■ What you are asked to do: Copy out each line of the data that holds the string "Space".

■ Provided data:

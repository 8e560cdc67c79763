// Copyright 2025 the Understory Authors
// SPDX-License-Identifier: Apache-2.0 OR MIT

use alloc::string::String;
use alloc::sync::Arc;
use alloc::vec::Vec;
use core::fmt;
use core::time::Duration;

use peniko::Color;

use crate::{
    CaptionProvider, CaptionStyle, ConfigError, PopupGravity, ReactionItem, ReactionsConfig,
};

const DEFAULT_REACTION_SIZE: f64 = 48.0;
const DEFAULT_HORIZONTAL_MARGIN: f64 = 16.0;
const DEFAULT_TEXT_SIZE: f64 = 14.0;
const DEFAULT_TEXT_HORIZONTAL_PADDING: f64 = 8.0;
const DEFAULT_TEXT_VERTICAL_PADDING: f64 = 4.0;
const DEFAULT_ANIMATION_DURATION: Duration = Duration::from_millis(100);

/// Reaction picker options, all optional except the reactions themselves.
///
/// Fields left as `None` are filled with defaults by [`resolve`](Self::resolve):
///
/// | Option | Default |
/// | --- | --- |
/// | `reaction_size` | 48 |
/// | `horizontal_margin` | 16 |
/// | `vertical_margin` | `horizontal_margin` |
/// | `popup_gravity` | [`PopupGravity::Default`] |
/// | `popup_margin` | `horizontal_margin` |
/// | `background_color` | white, alpha 230/255 |
/// | `corner_radius` | half of the popup height |
/// | `caption_text_color` | white |
/// | `caption_background` | black, alpha 170/255 |
/// | `caption_horizontal_padding` / `caption_vertical_padding` | 8 / 4 |
/// | `caption_text_size` | 14 |
/// | `animation_duration` | 100 ms |
#[derive(Clone, Default)]
pub struct ReactionOptions {
    /// Reactions in display order. Must hold at least two items.
    pub reactions: Vec<ReactionItem>,
    /// Size of a resting reaction icon.
    pub reaction_size: Option<f64>,
    /// Space between the popup edges and the first/last icon.
    pub horizontal_margin: Option<f64>,
    /// Space between the popup top/bottom edges and the resting icons.
    pub vertical_margin: Option<f64>,
    /// Horizontal placement policy.
    pub popup_gravity: Option<PopupGravity>,
    /// Inset from the container edges used by screen-relative gravities.
    pub popup_margin: Option<f64>,
    /// Fill color of the popup background.
    pub background_color: Option<Color>,
    /// Corner radius of the popup background.
    pub corner_radius: Option<f64>,
    /// Caption text provider.
    pub caption_provider: Option<CaptionProvider>,
    /// Caption text color.
    pub caption_text_color: Option<Color>,
    /// Caption background fill.
    pub caption_background: Option<Color>,
    /// Caption padding on the left/right.
    pub caption_horizontal_padding: Option<f64>,
    /// Caption padding on the top/bottom.
    pub caption_vertical_padding: Option<f64>,
    /// Caption text size.
    pub caption_text_size: Option<f64>,
    /// Duration of the popup animations.
    pub animation_duration: Option<Duration>,
}

impl ReactionOptions {
    /// Creates options with no reactions and every other field unset.
    #[must_use]
    pub fn new() -> Self {
        Self::default()
    }

    /// Replaces the reactions.
    #[must_use]
    pub fn with_reactions<I>(mut self, reactions: I) -> Self
    where
        I: IntoIterator,
        I::Item: Into<ReactionItem>,
    {
        self.reactions = reactions.into_iter().map(Into::into).collect();
        self
    }

    /// Appends one reaction.
    #[must_use]
    pub fn with_reaction(mut self, reaction: impl Into<ReactionItem>) -> Self {
        self.reactions.push(reaction.into());
        self
    }

    /// Sets the size of a resting reaction icon.
    #[must_use]
    pub fn with_reaction_size(mut self, size: f64) -> Self {
        self.reaction_size = Some(size);
        self
    }

    /// Sets the horizontal margin.
    #[must_use]
    pub fn with_horizontal_margin(mut self, margin: f64) -> Self {
        self.horizontal_margin = Some(margin);
        self
    }

    /// Sets the vertical margin.
    #[must_use]
    pub fn with_vertical_margin(mut self, margin: f64) -> Self {
        self.vertical_margin = Some(margin);
        self
    }

    /// Sets the horizontal placement policy.
    #[must_use]
    pub fn with_popup_gravity(mut self, gravity: PopupGravity) -> Self {
        self.popup_gravity = Some(gravity);
        self
    }

    /// Sets the inset used by screen-relative gravities.
    #[must_use]
    pub fn with_popup_margin(mut self, margin: f64) -> Self {
        self.popup_margin = Some(margin);
        self
    }

    /// Sets the popup background color, alpha included.
    #[must_use]
    pub fn with_background_color(mut self, color: Color) -> Self {
        self.background_color = Some(color);
        self
    }

    /// Sets an explicit corner radius for the popup background.
    #[must_use]
    pub fn with_corner_radius(mut self, radius: f64) -> Self {
        self.corner_radius = Some(radius);
        self
    }

    /// Sets the caption text provider.
    #[must_use]
    pub fn with_caption_provider(
        mut self,
        provider: impl Fn(usize) -> Option<String> + 'static,
    ) -> Self {
        self.caption_provider = Some(Arc::new(provider));
        self
    }

    /// Uses a fixed list of captions, one per reaction index.
    ///
    /// Indices past the end of the list have no caption.
    #[must_use]
    pub fn with_reaction_texts<I>(self, texts: I) -> Self
    where
        I: IntoIterator,
        I::Item: Into<String>,
    {
        let texts: Vec<String> = texts.into_iter().map(Into::into).collect();
        self.with_caption_provider(move |index| texts.get(index).cloned())
    }

    /// Sets the caption text color.
    #[must_use]
    pub fn with_caption_text_color(mut self, color: Color) -> Self {
        self.caption_text_color = Some(color);
        self
    }

    /// Sets the caption background fill.
    #[must_use]
    pub fn with_caption_background(mut self, color: Color) -> Self {
        self.caption_background = Some(color);
        self
    }

    /// Sets the caption padding.
    #[must_use]
    pub fn with_caption_padding(mut self, horizontal: f64, vertical: f64) -> Self {
        self.caption_horizontal_padding = Some(horizontal);
        self.caption_vertical_padding = Some(vertical);
        self
    }

    /// Sets the caption text size.
    #[must_use]
    pub fn with_caption_text_size(mut self, size: f64) -> Self {
        self.caption_text_size = Some(size);
        self
    }

    /// Sets the duration of the popup animations.
    #[must_use]
    pub fn with_animation_duration(mut self, duration: Duration) -> Self {
        self.animation_duration = Some(duration);
        self
    }

    /// Applies defaults and validates the options.
    ///
    /// # Errors
    ///
    /// - [`ConfigError::NoReactions`] / [`ConfigError::SingleReaction`] when
    ///   fewer than two reactions are configured.
    /// - [`ConfigError::InvalidDimension`] for a non-finite dimension, a
    ///   non-positive size or duration, or a negative margin, padding or radius.
    pub fn resolve(self) -> Result<ReactionsConfig, ConfigError> {
        match self.reactions.len() {
            0 => return Err(ConfigError::NoReactions),
            1 => return Err(ConfigError::SingleReaction),
            _ => {}
        }

        let reaction_size = positive(
            "reaction_size",
            self.reaction_size.unwrap_or(DEFAULT_REACTION_SIZE),
        )?;
        let horizontal_margin = non_negative(
            "horizontal_margin",
            self.horizontal_margin.unwrap_or(DEFAULT_HORIZONTAL_MARGIN),
        )?;
        let vertical_margin = non_negative(
            "vertical_margin",
            self.vertical_margin.unwrap_or(horizontal_margin),
        )?;
        let popup_margin = non_negative(
            "popup_margin",
            self.popup_margin.unwrap_or(horizontal_margin),
        )?;
        let corner_radius = self
            .corner_radius
            .map(|radius| non_negative("corner_radius", radius))
            .transpose()?;

        let caption_style = CaptionStyle {
            text_color: self.caption_text_color.unwrap_or(Color::WHITE),
            background: self
                .caption_background
                .unwrap_or(Color::from_rgba8(0, 0, 0, 170)),
            horizontal_padding: non_negative(
                "caption_horizontal_padding",
                self.caption_horizontal_padding
                    .unwrap_or(DEFAULT_TEXT_HORIZONTAL_PADDING),
            )?,
            vertical_padding: non_negative(
                "caption_vertical_padding",
                self.caption_vertical_padding
                    .unwrap_or(DEFAULT_TEXT_VERTICAL_PADDING),
            )?,
            text_size: positive(
                "caption_text_size",
                self.caption_text_size.unwrap_or(DEFAULT_TEXT_SIZE),
            )?,
        };

        let animation_duration = self
            .animation_duration
            .unwrap_or(DEFAULT_ANIMATION_DURATION);
        if animation_duration.is_zero() {
            return Err(ConfigError::InvalidDimension {
                name: "animation_duration",
                value: 0.0,
            });
        }

        Ok(ReactionsConfig {
            reactions: self.reactions,
            reaction_size,
            horizontal_margin,
            vertical_margin,
            popup_gravity: self.popup_gravity.unwrap_or_default(),
            popup_margin,
            background_color: self
                .background_color
                .unwrap_or(Color::from_rgba8(255, 255, 255, 230)),
            corner_radius,
            caption_provider: self.caption_provider,
            caption_style,
            animation_duration,
        })
    }
}

impl fmt::Debug for ReactionOptions {
    fn fmt(&self, f: &mut fmt::Formatter<'_>) -> fmt::Result {
        f.debug_struct("ReactionOptions")
            .field("reactions", &self.reactions)
            .field("reaction_size", &self.reaction_size)
            .field("horizontal_margin", &self.horizontal_margin)
            .field("vertical_margin", &self.vertical_margin)
            .field("popup_gravity", &self.popup_gravity)
            .field("popup_margin", &self.popup_margin)
            .field("background_color", &self.background_color)
            .field("corner_radius", &self.corner_radius)
            .field("caption_provider", &self.caption_provider.is_some())
            .field("caption_text_color", &self.caption_text_color)
            .field("caption_background", &self.caption_background)
            .field(
                "caption_horizontal_padding",
                &self.caption_horizontal_padding,
            )
            .field("caption_vertical_padding", &self.caption_vertical_padding)
            .field("caption_text_size", &self.caption_text_size)
            .field("animation_duration", &self.animation_duration)
            .finish()
    }
}

fn positive(name: &'static str, value: f64) -> Result<f64, ConfigError> {
    if value.is_finite() && value > 0.0 {
        Ok(value)
    } else {
        Err(ConfigError::InvalidDimension { name, value })
    }
}

fn non_negative(name: &'static str, value: f64) -> Result<f64, ConfigError> {
    if value.is_finite() && value >= 0.0 {
        Ok(value)
    } else {
        Err(ConfigError::InvalidDimension { name, value })
    }
}

#[cfg(test)]
mod tests {
    use super::*;
    use crate::ImageId;

    fn two_reactions() -> ReactionOptions {
        ReactionOptions::new().with_reactions([ImageId(1), ImageId(2)])
    }

    #[test]
    fn empty_reactions_are_rejected() {
        let err = ReactionOptions::new().resolve().unwrap_err();
        assert_eq!(err, ConfigError::NoReactions);
    }

    #[test]
    fn single_reaction_is_rejected() {
        let err = ReactionOptions::new()
            .with_reaction(ImageId(1))
            .resolve()
            .unwrap_err();
        assert_eq!(err, ConfigError::SingleReaction);
    }

    #[test]
    fn defaults_follow_horizontal_margin() {
        let config = two_reactions().with_horizontal_margin(10.0).resolve().unwrap();
        assert_eq!(config.reaction_size(), DEFAULT_REACTION_SIZE);
        assert_eq!(config.horizontal_margin(), 10.0);
        assert_eq!(config.vertical_margin(), 10.0);
        assert_eq!(config.popup_margin(), 10.0);
        assert_eq!(config.popup_gravity(), PopupGravity::Default);
        assert_eq!(config.corner_radius(), None);
        assert_eq!(config.animation_duration(), Duration::from_millis(100));
        assert_eq!(config.background_color().to_rgba8().a, 230);
    }

    #[test]
    fn explicit_values_win_over_derived_defaults() {
        let config = two_reactions()
            .with_horizontal_margin(10.0)
            .with_vertical_margin(4.0)
            .with_popup_margin(2.0)
            .with_corner_radius(6.0)
            .resolve()
            .unwrap();
        assert_eq!(config.vertical_margin(), 4.0);
        assert_eq!(config.popup_margin(), 2.0);
        assert_eq!(config.corner_radius(), Some(6.0));
    }

    #[test]
    fn invalid_dimensions_are_reported_by_name() {
        let err = two_reactions().with_reaction_size(0.0).resolve().unwrap_err();
        assert_eq!(
            err,
            ConfigError::InvalidDimension {
                name: "reaction_size",
                value: 0.0
            }
        );

        let err = two_reactions()
            .with_horizontal_margin(-1.0)
            .resolve()
            .unwrap_err();
        assert!(matches!(
            err,
            ConfigError::InvalidDimension {
                name: "horizontal_margin",
                ..
            }
        ));

        let err = two_reactions()
            .with_caption_text_size(f64::NAN)
            .resolve()
            .unwrap_err();
        assert!(matches!(
            err,
            ConfigError::InvalidDimension {
                name: "caption_text_size",
                ..
            }
        ));

        let err = two_reactions()
            .with_animation_duration(Duration::ZERO)
            .resolve()
            .unwrap_err();
        assert!(matches!(
            err,
            ConfigError::InvalidDimension {
                name: "animation_duration",
                ..
            }
        ));
    }

    #[test]
    fn caption_provider_is_optional() {
        let config = two_reactions().resolve().unwrap();
        assert!(!config.has_captions());
        assert_eq!(config.caption_for(0), None);

        let config = two_reactions()
            .with_caption_provider(|index| (index == 1).then(|| String::from("Love")))
            .resolve()
            .unwrap();
        assert!(config.has_captions());
        assert_eq!(config.caption_for(0), None);
        assert_eq!(config.caption_for(1).as_deref(), Some("Love"));
    }
}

■ Solution below:
    /// Space between the popup edges and the first/last icon.
    /// Space between the popup top/bottom edges and the resting icons.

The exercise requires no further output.